Next to the house in a south-facing meadow filled with wildflowers was a sheltered orchard of about two dozen cherry trees, each with a ladder propped against it. Other families were there already, laughing and talking, the men stripped down to their undershirts, the women in wide-brimmed hats and the children in well-worn clothing like mine because, Grossvater said, we were certain to stain them.

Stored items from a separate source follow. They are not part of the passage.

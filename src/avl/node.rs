// =====================================================================
// File: avl/node.rs
// Author: Bob Jack
// Course: CSCE 5350: Fundamentals of Database Systems
// Index Comparison Project
// Date: Oct. 7, 2025
//
// Description:
//   Defines the AVL node (`AvlNode`), the rotation primitives and the
//   rebalance step shared by insert and remove. Each node maintains:
//
//   - `record` : The record stored at this position.
//   - `left`   : Owned subtree of smaller ids (optional).
//   - `right`  : Owned subtree of larger ids (optional).
//   - `height` : Cached height of the subtree rooted here (leaf = 1).
// =====================================================================
use std::cmp::max;

use crate::Record;

pub type Link = Option<Box<AvlNode>>;


#[derive(Debug)]
pub struct AvlNode {
    pub record: Record,
    pub left: Link,
    pub right: Link,
    pub height: i32,
}


/// Height of an optional subtree (0 for an empty slot).
pub fn height(link: &Link) -> i32 {
    link.as_ref().map_or(0, |node| node.height)
}


impl AvlNode {
    /// New leaf node with height 1.
    pub fn new(record: Record) -> Self {
        Self {
            record,
            left: None,
            right: None,
            height: 1,
        }
    }

    /// Left height minus right height.
    pub fn balance_factor(&self) -> i32 {
        height(&self.left) - height(&self.right)
    }

    pub(crate) fn update_height(&mut self) {
        self.height = 1 + max(height(&self.left), height(&self.right));
    }
}


//        y              x
//       / \            / \
//      x   C   ==>    A   y
//     / \                / \
//    A   B              B   C
pub(crate) fn rotate_right(mut y: Box<AvlNode>) -> Box<AvlNode> {
    let Some(mut x) = y.left.take() else {
        return y;
    };
    y.left = x.right.take();
    y.update_height();
    x.right = Some(y);
    x.update_height();
    x
}


//      x                  y
//     / \                / \
//    A   y     ==>      x   C
//       / \            / \
//      B   C          A   B
pub(crate) fn rotate_left(mut x: Box<AvlNode>) -> Box<AvlNode> {
    let Some(mut y) = x.right.take() else {
        return x;
    };
    x.right = y.left.take();
    x.update_height();
    y.left = Some(x);
    y.update_height();
    y
}


/// Refreshes the node's height and restores the AVL condition with at
/// most two rotations. Returns the new root of this subtree.
pub(crate) fn rebalance(mut node: Box<AvlNode>) -> Box<AvlNode> {
    node.update_height();
    let factor = node.balance_factor();

    // Left heavy
    if factor > 1 {
        if node.left.as_ref().is_some_and(|left| left.balance_factor() < 0) {
            // Left-Right case
            node.left = node.left.take().map(rotate_left);
        }
        return rotate_right(node);
    }

    // Right heavy
    if factor < -1 {
        if node.right.as_ref().is_some_and(|right| right.balance_factor() > 0) {
            // Right-Left case
            node.right = node.right.take().map(rotate_right);
        }
        return rotate_left(node);
    }

    node
}
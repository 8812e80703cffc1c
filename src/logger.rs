// =====================================================================
// File: logger.rs
// Author: Bob Jack
// Course: CSCE 5350: Fundamentals of Database Systems
// Index Comparison Project
// Date: Oct. 8, 2025
//
// Description:
//   Small logging layer for the benchmark driver. Messages go to
//   stderr with a level tag so the result table on stdout stays clean.
//   `debug!` output is only shown once verbose mode is switched on
//   (the `--verbose` flag of the binary).
// =====================================================================
use std::sync::atomic::{AtomicBool, Ordering};

static VERBOSE: AtomicBool = AtomicBool::new(false);

/// Enable debug output.
pub fn enable_verbose() {
    VERBOSE.store(true, Ordering::Relaxed);
}

/// Check if debug output is enabled.
pub fn is_verbose() -> bool {
    VERBOSE.load(Ordering::Relaxed)
}

/// Log a debug message (verbose mode only).
#[macro_export]
macro_rules! debug {
    ($($arg:tt)*) => {
        if $crate::logger::is_verbose() {
            eprintln!("[DEBUG] {}", format!($($arg)*));
        }
    };
}

/// Log an info message.
#[macro_export]
macro_rules! info {
    ($($arg:tt)*) => {
        eprintln!("[INFO] {}", format!($($arg)*));
    };
}

/// Log an error message.
#[macro_export]
macro_rules! error {
    ($($arg:tt)*) => {
        eprintln!("[ERROR] {}", format!($($arg)*));
    };
}
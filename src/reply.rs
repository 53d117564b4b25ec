// Copyright (c) 2026 The Aioli developers
// Licensed under the Apache License, Version 2.0
// <LICENSE-APACHE or
// http://www.apache.org/licenses/LICENSE-2.0> or the MIT
// license <LICENSE-MIT or http://opensource.org/licenses/MIT>,
// at your option. All files in the project carrying such
// notice may not be copied, modified, or distributed except
// according to those terms.

//! Response staging.
//!
//! A [`Reply`] couples one use of a (possibly shared) [`Response`] to one
//! connection: it owns the cursors into the response content, the producer
//! instance for dynamic bodies, and the framing decision made against the
//! request's HTTP version. The header block is assembled in one contiguous
//! buffer; body bytes leave through whichever path their content source
//! calls for.

use std::time::SystemTime;

use crate::action::ContentProducer;
use crate::request::HttpVersion;
use crate::response::{reason_phrase, Content, SharedResponse};

/// How the response body is delimited on the wire.
#[derive(Debug, Clone, Copy, PartialEq, Eq)]
pub(crate) enum Framing {
    /// `Content-Length: n`.
    Length(u64),
    /// `Transfer-Encoding: chunked`.
    Chunked,
    /// Delimited by closing the connection (HTTP/1.0 dynamic bodies).
    EndByClose,
    /// No body bytes follow the header block at all (1xx/204/304, HEAD).
    None,
}

/// One response being sent on one connection.
pub(crate) struct Reply {
    pub response: SharedResponse,
    pub framing: Framing,
    /// False for HEAD requests and bodiless statuses: headers carry the
    /// framing information but no body byte is emitted.
    pub send_body: bool,
    /// The connection must close once this reply is done.
    pub close_after: bool,
    /// Bytes of content emitted so far (`Length`/file cursor).
    pub content_pos: u64,
    /// Cleared once the kernel refuses `sendfile` for this pairing; the
    /// buffered fallback then takes over for the rest of the body.
    pub sendfile_ok: bool,
    iovec_seg: usize,
    iovec_off: usize,
    producer: Option<Box<dyn ContentProducer>>,
}

impl Reply {
    /// Stages `response` for a request of the given version and method
    /// semantics. `want_close` is the keep-alive decision made upstream;
    /// the framing may force it further.
    pub fn new(
        response: SharedResponse,
        version: HttpVersion,
        is_head: bool,
        want_close: bool,
    ) -> Reply {
        response.freeze();

        let bodiless = response.is_bodiless_status();
        let framing = if bodiless {
            Framing::None
        } else {
            match response.content.known_len() {
                Some(len) => Framing::Length(len),
                None => {
                    if version == HttpVersion::Http11 && response.chunked_eligible() {
                        Framing::Chunked
                    } else {
                        Framing::EndByClose
                    }
                }
            }
        };

        let close_after = want_close || framing == Framing::EndByClose;

        Reply {
            send_body: !is_head && !bodiless && framing != Framing::None,
            framing,
            close_after,
            content_pos: 0,
            sendfile_ok: true,
            iovec_seg: 0,
            iovec_off: 0,
            producer: None,
            response,
        }
    }

    /// Lazily instantiates the per-use producer for dynamic content.
    pub fn producer(&mut self) -> Option<&mut dyn ContentProducer> {
        if self.producer.is_none() {
            if let Content::Producer(ref factory) = self.response.content {
                self.producer = Some(factory());
            }
        }
        match self.producer {
            Some(ref mut producer) => Some(&mut **producer),
            None => None,
        }
    }

    /// The remaining iovec segments as I/O slices, starting at the cursor.
    pub fn iovec_slices(&self) -> Vec<std::io::IoSlice<'_>> {
        match self.response.content {
            Content::Iovec(ref iov) => {
                let segments = iov.segments();
                let mut slices = Vec::with_capacity(segments.len().saturating_sub(self.iovec_seg));
                for (i, seg) in segments.iter().enumerate().skip(self.iovec_seg) {
                    let start = if i == self.iovec_seg { self.iovec_off } else { 0 };
                    slices.push(std::io::IoSlice::new(&seg[start..]));
                }
                slices
            }
            _ => Vec::new(),
        }
    }

    /// Current segment of an iovec body: `(bytes, is_last)`. `None` once the
    /// cursor is past the end.
    #[cfg(test)]
    pub fn iovec_current(&self) -> Option<(&[u8], bool)> {
        match self.response.content {
            Content::Iovec(ref iov) => {
                let segments = iov.segments();
                let seg = segments.get(self.iovec_seg)?;
                let last = self.iovec_seg + 1 == segments.len();
                Some((&seg[self.iovec_off..], last))
            }
            _ => None,
        }
    }

    /// Advances the iovec cursor by `n` sent bytes.
    pub fn iovec_advance(&mut self, mut n: usize) {
        if let Content::Iovec(ref iov) = self.response.content {
            self.content_pos += n as u64;
            let segments = iov.segments();
            while n > 0 && self.iovec_seg < segments.len() {
                let seg_left = segments[self.iovec_seg].len() - self.iovec_off;
                if n < seg_left {
                    self.iovec_off += n;
                    n = 0;
                } else {
                    n -= seg_left;
                    self.iovec_seg += 1;
                    self.iovec_off = 0;
                }
            }
        }
    }

    pub fn iovec_done(&self) -> bool {
        match self.response.content {
            Content::Iovec(ref iov) => self.iovec_seg >= iov.segments().len(),
            _ => true,
        }
    }
}

/// Assembles the status line and header block into `out`.
///
/// The engine owns `Content-Length`, `Transfer-Encoding`, `Connection`,
/// `Trailer` and `Date` (the latter only when the application did not set
/// one); spellings of everything else pass through untouched.
pub(crate) fn serialize_headers(out: &mut Vec<u8>, reply: &Reply, version: HttpVersion) {
    let response = &reply.response;
    let mut itoa_buf = itoa::Buffer::new();

    out.extend_from_slice(version.as_str().as_bytes());
    out.push(b' ');
    out.extend_from_slice(itoa_buf.format(response.status_code()).as_bytes());
    out.push(b' ');
    out.extend_from_slice(reason_phrase(response.status_code()).as_bytes());
    out.extend_from_slice(b"\r\n");

    let mut found_server = false;
    let mut found_date = false;
    for (name, value) in response.headers() {
        if name.eq_ignore_ascii_case("Server") {
            found_server = true;
        }
        if name.eq_ignore_ascii_case("Date") {
            found_date = true;
        }

        // Headers the engine decides itself.
        if name.eq_ignore_ascii_case("Content-Length")
            || name.eq_ignore_ascii_case("Transfer-Encoding")
            || name.eq_ignore_ascii_case("Connection")
            || name.eq_ignore_ascii_case("Trailer")
        {
            continue;
        }

        out.extend_from_slice(name.as_bytes());
        out.extend_from_slice(b": ");
        out.extend_from_slice(value.as_bytes());
        out.extend_from_slice(b"\r\n");
    }

    if !found_server {
        out.extend_from_slice(b"Server: aioli\r\n");
    }
    if !found_date {
        out.extend_from_slice(b"Date: ");
        out.extend_from_slice(httpdate::fmt_http_date(SystemTime::now()).as_bytes());
        out.extend_from_slice(b"\r\n");
    }

    if response.status_code() == 101 {
        out.extend_from_slice(b"Connection: Upgrade\r\n");
    } else if reply.close_after {
        out.extend_from_slice(b"Connection: close\r\n");
    } else {
        out.extend_from_slice(b"Connection: keep-alive\r\n");
    }

    match reply.framing {
        Framing::Length(len) => {
            out.extend_from_slice(b"Content-Length: ");
            out.extend_from_slice(itoa_buf.format(len).as_bytes());
            out.extend_from_slice(b"\r\n");
        }
        Framing::Chunked => {
            out.extend_from_slice(b"Transfer-Encoding: chunked\r\n");
        }
        Framing::EndByClose | Framing::None => {}
    }

    out.extend_from_slice(b"\r\n");
}

/// Appends one `size[;ext]CRLF data CRLF` chunk frame.
pub(crate) fn write_chunk_frame(out: &mut Vec<u8>, data: &[u8], extension: Option<&str>) {
    debug_assert!(!data.is_empty());
    let mut buf = [0u8; 16];
    out.extend_from_slice(hex(data.len(), &mut buf));
    if let Some(ext) = extension {
        out.push(b';');
        out.extend_from_slice(ext.as_bytes());
    }
    out.extend_from_slice(b"\r\n");
    out.extend_from_slice(data);
    out.extend_from_slice(b"\r\n");
}

/// Appends the chunk terminator: `0 CRLF trailers CRLF`.
pub(crate) fn write_chunk_terminator(out: &mut Vec<u8>, trailers: &[(String, String)]) {
    out.extend_from_slice(b"0\r\n");
    for (name, value) in trailers {
        out.extend_from_slice(name.as_bytes());
        out.extend_from_slice(b": ");
        out.extend_from_slice(value.as_bytes());
        out.extend_from_slice(b"\r\n");
    }
    out.extend_from_slice(b"\r\n");
}

fn hex(mut n: usize, buf: &mut [u8; 16]) -> &[u8] {
    const DIGITS: &[u8; 16] = b"0123456789abcdef";
    let mut i = buf.len();
    loop {
        i -= 1;
        buf[i] = DIGITS[n % 16];
        n /= 16;
        if n == 0 {
            break;
        }
    }
    &buf[i..]
}

/// The canned header block for `100 Continue`.
pub(crate) fn continue_response(out: &mut Vec<u8>) {
    out.extend_from_slice(b"HTTP/1.1 100 Continue\r\n\r\n");
}

/// Builds the canned error page used when parsing fails.
pub(crate) fn error_response(status_code: u16) -> crate::response::Response {
    let phrase = reason_phrase(status_code);
    crate::response::Response::html(format!(
        "<html><head><title>{status_code} {phrase}</title></head>\
         <body><h1>{status_code} {phrase}</h1></body></html>"
    ))
    .with_status_code(status_code)
}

We exchanged greetings with the other pickers and then chose a tree of our own. “Move your basket around to the side,” my grandfather instructed me, adjusting his own so that the basket rested against his hip. “And look for the darkest cherries you can find,” he said, “firm and plump, like this.” He puffed out his cheeks and tapped them lightly to demonstrate. Then he showed me how to pick the fruit by tugging gently on the stem, so I didn’t bruise the cherry. He examined the one he had in his hand, then popped it into his mouth and closed his eyes.

“Mmmmm,” he said, smiling broadly. “Delicious.” I was so short that I could barely reach even the lowest branches, so Grossvater held the ladder while I climbed its bottom rungs. I ascended into clouds of purple-black Schattenmorellen cherries, which emitted an intoxicating perfume, like melting chocolate. I picked and ate my first one as Grossvater had done, then another and another, licking my lips and savoring the sweet, slightly chewy fruit.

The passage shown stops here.